I was a Peace Corps Volunteer in Africa for 3 years and have always thought of that continent as my “spiritual” home. Then, a few years after I returned to the U.S. and started AdventureWomen, I saw the movie “Out of Africa” and knew I had to go back. So, I organized my first African adventure. And what an epic adventure it was! Unbeknownst to me, the owner of the safari company (who was born in Kenya and had lived there his whole life as a big game hunter), was the brother of the producer of the movie “Out of Africa”! When big game hunting was banned in Kenya, he started a camel safari business, hiring Maasai people as guides. I brought cassette tape players (doesn’t this date us!), and as we were riding camels and looking out at the splendid landscapes that were in the movie, we listened to the film’s soundtrack while riding our camels. To this day, that soundtrack transports me back to that awesome adventure in Kenya.
In 2003 I traveled to Bhutan to hike and meet with outfitters, hoping to set-up our first trip to that country. Tucked into the eastern Himalayas between China and India, the Buddhist kingdom of Bhutan is a modern-day Shangri-La of awesome beauty and friendly people. Culturally and spiritually, it is a profoundly rich country where human relations and Buddhist beliefs outweigh economic indicators—where “gross national happiness” is promoted by the King of Bhutan as a measure of his enchanting country’s progress. Buddhists believe in preserving nature and giving more back to the earth and the culture than one has taken.

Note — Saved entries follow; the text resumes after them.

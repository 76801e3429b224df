//! Rendering of items for the picker: one-line rows and the
//! multi-line detail pane.
//!
//! Masking is a pure function of (field kind, show_secrets).  The
//! placeholder is a fixed-length run of asterisks so the rendered
//! output never leaks the secret's real length.

use console::style;

use crate::vault::FieldKind;

use super::catalog::DisplayItem;

/// Fixed masking placeholder — length is independent of the secret.
const MASK: &str = "********";

/// URLs longer than this many characters are cut to a prefix in the
/// detail pane.
const URL_PREFIX_LEN: usize = 150;

/// Generic label for URLs stored without one.
const DEFAULT_URL_LABEL: &str = "website";

// ---------------------------------------------------------------------------
// Newline normalization
// ---------------------------------------------------------------------------

/// Collapse every line break (CRLF, bare CR, bare LF) to a single
/// space.  Used for list rows, which must never contain a control
/// line-break.
pub fn collapse_newlines(s: &str) -> String {
    s.replace("\r\n", " ").replace('\r', " ").replace('\n', " ")
}

/// Normalize CRLF and bare CR to bare LF, preserving the multi-line
/// structure.  Used for values and notes in the detail pane.
pub fn normalize_newlines(s: &str) -> String {
    s.replace("\r\n", "\n").replace('\r', "\n")
}

// ---------------------------------------------------------------------------
// Compact row
// ---------------------------------------------------------------------------

/// Render an item as a single list row:
/// `[Deleted] [Category] Title synopsis`.
pub fn compact_row(item: &DisplayItem) -> String {
    let record = &item.record;
    let mut row = String::new();

    if record.trashed {
        row.push_str(&style("[Deleted] ").red().to_string());
    }
    row.push_str(
        &style(format!("[{}]", record.category))
            .blue()
            .to_string(),
    );
    row.push(' ');
    row.push_str(&record.title);

    if !record.info.is_empty() {
        row.push(' ');
        row.push_str(&style(collapse_newlines(&record.info)).dim().to_string());
    }

    row
}

// ---------------------------------------------------------------------------
// Detail view
// ---------------------------------------------------------------------------

/// Mask or normalize a field value according to the session flag.
fn field_value(kind: FieldKind, value: &str, show_secrets: bool) -> String {
    if kind == FieldKind::Concealed && !show_secrets {
        MASK.to_string()
    } else {
        normalize_newlines(value)
    }
}

/// Truncate a URL to a bounded character prefix.
fn truncate_url(url: &str) -> String {
    url.chars().take(URL_PREFIX_LEN).collect()
}

/// Render the multi-line detail pane for the hovered item.
pub fn detail_view(item: &DisplayItem) -> String {
    let record = &item.record;
    let mut out = String::new();

    out.push_str("------------ Item ------------\n");
    out.push_str(&format!("{} {}", style("Name:").dim(), record.title));

    for url in &record.urls {
        let label = if url.label.is_empty() {
            DEFAULT_URL_LABEL
        } else {
            &url.label
        };
        out.push_str(&format!(
            "\n{} {}",
            style(format!("{label}:")).dim(),
            truncate_url(&url.url)
        ));
    }

    // Top-level fields: only those with a designation.
    for field in &record.detail.fields {
        if field.designation.is_empty() {
            continue;
        }
        out.push_str(&format!(
            "\n{} {}",
            style(format!("{}:", field.designation)).dim(),
            field_value(field.kind, &field.value, item.show_secrets)
        ));
    }

    // Sections: need a title and at least one non-empty value.
    for section in &record.detail.sections {
        if section.title.is_empty() || section.fields.iter().all(|f| f.value.is_empty()) {
            continue;
        }
        out.push_str(&format!("\n{}", style(format!("[{}]", section.title)).dim()));
        for field in &section.fields {
            if field.value.is_empty() {
                continue;
            }
            out.push_str(&format!(
                "\n{} {}",
                style(format!("{}:", field.title)).dim(),
                field_value(field.kind, &field.value, item.show_secrets)
            ));
        }
    }

    if !record.detail.notes.is_empty() {
        out.push_str(&format!(
            "\n{} {}",
            style("Notes:").dim(),
            normalize_newlines(&record.detail.notes)
        ));
    }

    out
}
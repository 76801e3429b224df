//! Locating the secret to copy once an item has been chosen.

use crate::vault::{ItemRecord, PASSWORD_DESIGNATION};

/// Return the value of the first top-level field designated as the
/// password, scanning fields in their stored order.
///
/// `None` is not an error: the caller reports a neutral notice and
/// leaves the clipboard untouched.
pub fn extract_secret(record: &ItemRecord) -> Option<&str> {
    record
        .detail
        .fields
        .iter()
        .find(|field| field.designation == PASSWORD_DESIGNATION)
        .map(|field| field.value.as_str())
}
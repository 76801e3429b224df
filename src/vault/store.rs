//! High-level vault access used by the browsing session.
//!
//! A vault is a directory holding one `.profile` file per profile.
//! `Vault::open` enumerates the profiles, `Profile::unlock` decrypts
//! one with a passphrase, and `UnlockedProfile::items` parses the
//! decrypted item list.  The browsing core consumes only these
//! operations and never looks inside the files itself.

use std::collections::BTreeMap;
use std::path::{Path, PathBuf};

use chrono::Utc;
use zeroize::Zeroizing;

use crate::crypto::encryption::{decrypt, encrypt};
use crate::crypto::kdf::{derive_profile_key, generate_salt, KdfParams};
use crate::crypto::keys::ProfileKey;
use crate::errors::{Result, VaultPickError};

use super::format::{self, ProfileHeader, RawProfile, StoredKdfParams, CURRENT_VERSION};
use super::item::ItemRecord;

/// File extension that marks a profile inside a vault directory.
const PROFILE_EXT: &str = "profile";

// ---------------------------------------------------------------------------
// Vault
// ---------------------------------------------------------------------------

/// An opened vault directory with its enumerated profiles.
///
/// Read-only: nothing in the browsing workflow ever writes back.
pub struct Vault {
    root: PathBuf,
    profiles: BTreeMap<String, PathBuf>,
}

impl Vault {
    /// Open a vault directory and enumerate its profiles.
    ///
    /// Fails with `InvalidPath` if the path does not exist, and with
    /// `NotAVault` if it is not a directory or contains no `.profile`
    /// files.
    pub fn open(path: &Path) -> Result<Self> {
        if !path.exists() {
            return Err(VaultPickError::InvalidPath(path.to_path_buf()));
        }
        if !path.is_dir() {
            return Err(VaultPickError::NotAVault(path.to_path_buf()));
        }

        let mut profiles = BTreeMap::new();
        for entry in std::fs::read_dir(path)? {
            let entry = entry?;
            let entry_path = entry.path();
            if entry_path.extension().and_then(|e| e.to_str()) != Some(PROFILE_EXT) {
                continue;
            }
            if let Some(stem) = entry_path.file_stem().and_then(|s| s.to_str()) {
                profiles.insert(stem.to_string(), entry_path.clone());
            }
        }

        if profiles.is_empty() {
            return Err(VaultPickError::NotAVault(path.to_path_buf()));
        }

        Ok(Self {
            root: path.to_path_buf(),
            profiles,
        })
    }

    /// Names of all profiles in this vault, sorted.
    pub fn profile_names(&self) -> Vec<String> {
        self.profiles.keys().cloned().collect()
    }

    /// Load the named profile's header and sealed payload.
    pub fn profile(&self, name: &str) -> Result<Profile> {
        let path = self
            .profiles
            .get(name)
            .ok_or_else(|| VaultPickError::ProfileNotFound(name.to_string()))?;

        let raw = format::read_profile(path)?;
        Ok(Profile {
            name: name.to_string(),
            raw,
        })
    }

    /// Path of the vault directory.
    pub fn root(&self) -> &Path {
        &self.root
    }
}

// ---------------------------------------------------------------------------
// Profile
// ---------------------------------------------------------------------------

/// A profile whose header has been read but whose payload is still
/// sealed.  Transitions once to `UnlockedProfile` via `unlock`.
pub struct Profile {
    name: String,
    raw: RawProfile,
}

impl Profile {
    /// Profile name (the file stem inside the vault directory).
    pub fn name(&self) -> &str {
        &self.name
    }

    /// Passphrase hint stored in the plaintext header. May be empty.
    pub fn password_hint(&self) -> &str {
        &self.raw.header.password_hint
    }

    /// Attempt to unlock this profile with a passphrase.
    ///
    /// Derives the profile key with the stored Argon2 params and
    /// decrypts the payload.  A GCM authentication failure maps to
    /// `WrongPassphrase`, which callers treat as recoverable; every
    /// other error is fatal to the session.
    pub fn unlock(&self, passphrase: &[u8]) -> Result<UnlockedProfile> {
        let stored = self.raw.header.kdf_params.unwrap_or_default();
        let params = KdfParams {
            memory_kib: stored.memory_kib,
            iterations: stored.iterations,
            parallelism: stored.parallelism,
        };

        // ProfileKey wipes the derived key when it goes out of scope.
        let key = ProfileKey::new(derive_profile_key(
            passphrase,
            &self.raw.header.salt,
            &params,
        )?);
        let plaintext = decrypt(key.as_bytes(), &self.raw.payload)?;

        Ok(UnlockedProfile {
            name: self.name.clone(),
            plaintext: Zeroizing::new(plaintext),
        })
    }
}

// ---------------------------------------------------------------------------
// UnlockedProfile
// ---------------------------------------------------------------------------

/// A successfully unlocked profile holding the decrypted item payload.
///
/// The plaintext is wiped from memory when the profile is dropped.
pub struct UnlockedProfile {
    name: String,
    plaintext: Zeroizing<Vec<u8>>,
}

impl UnlockedProfile {
    /// Profile name.
    pub fn name(&self) -> &str {
        &self.name
    }

    /// Parse and return the item list.
    pub fn items(&self) -> Result<Vec<ItemRecord>> {
        serde_json::from_slice(&self.plaintext)
            .map_err(|e| VaultPickError::InvalidProfileFormat(format!("item JSON: {e}")))
    }
}

// ---------------------------------------------------------------------------
// Provisioning
// ---------------------------------------------------------------------------

/// Create a new profile file inside a vault directory.
///
/// Generates a random salt, derives the profile key from the
/// passphrase, encrypts the serialized item list, and writes the
/// profile atomically.  Pass `None` for `kdf_params` to use the
/// defaults.  Used by vault provisioning tools and test fixtures; the
/// browsing workflow itself never writes.
pub fn create_profile(
    vault_dir: &Path,
    name: &str,
    password_hint: &str,
    passphrase: &[u8],
    items: &[ItemRecord],
    kdf_params: Option<&KdfParams>,
) -> Result<PathBuf> {
    let path = vault_dir.join(format!("{name}.{PROFILE_EXT}"));
    if path.exists() {
        return Err(VaultPickError::ProfileAlreadyExists(path));
    }

    let salt = generate_salt();
    let effective_params = kdf_params.copied().unwrap_or_default();

    let key = ProfileKey::new(derive_profile_key(passphrase, &salt, &effective_params)?);

    let item_bytes = serde_json::to_vec(items)
        .map_err(|e| VaultPickError::SerializationError(format!("items: {e}")))?;
    let payload = encrypt(key.as_bytes(), &item_bytes)?;

    let header = ProfileHeader {
        version: CURRENT_VERSION,
        name: name.to_string(),
        password_hint: password_hint.to_string(),
        salt: salt.to_vec(),
        kdf_params: Some(StoredKdfParams {
            memory_kib: effective_params.memory_kib,
            iterations: effective_params.iterations,
            parallelism: effective_params.parallelism,
        }),
        created_at: Utc::now(),
    };

    format::write_profile(&path, &header, &payload)?;
    Ok(path)
}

After 34 years in the travel business, it takes a LOT to impress me! But our Uganda and Rwanda Gorilla Safari is definitely in the Top 5 trips I have ever experienced. To be in the presence of these gentle giants, after trekking through the bamboo forests to get there, is beyond words. The opportunity to watch interactions between family members—babies with their mothers, brothers, and sisters—while the male silverback keeps a watchful eye on his brood, is a privilege very few people will ever experience. I consider myself extremely lucky to have spent precious time with these endangered animals in both Uganda and Rwanda.
The first time I traveled to New Guinea, in the early 1990s, I was blown away. It was so primitive, so raw, so very exciting. There were hardly any tourists in Irian Jaya, the Indonesian western half of the island. I spent time with villagers in their longhouses, at pig roasts, at markets, and in the highlands. The women in the first group I took there still talk about this unbelievably remarkable adventure. More than 16 years later, after completing 6 months of chemotherapy and 33 days of radiation for my second breast cancer, I celebrated the end of this “primitive” ordeal by going on our second trip to New Guinea. This time we went to Papua New Guinea, on the eastern (Australian) half of the island. I love places that are living anthropology museums, so it felt wonderful to be on the island where young Huli Wigman grow their own human hair wigs as a rite of passage—especially since my hair was just beginning to grow back after chemotherapy. I designated this trip as my rite of passage, a reward for making it through the last few years of my life.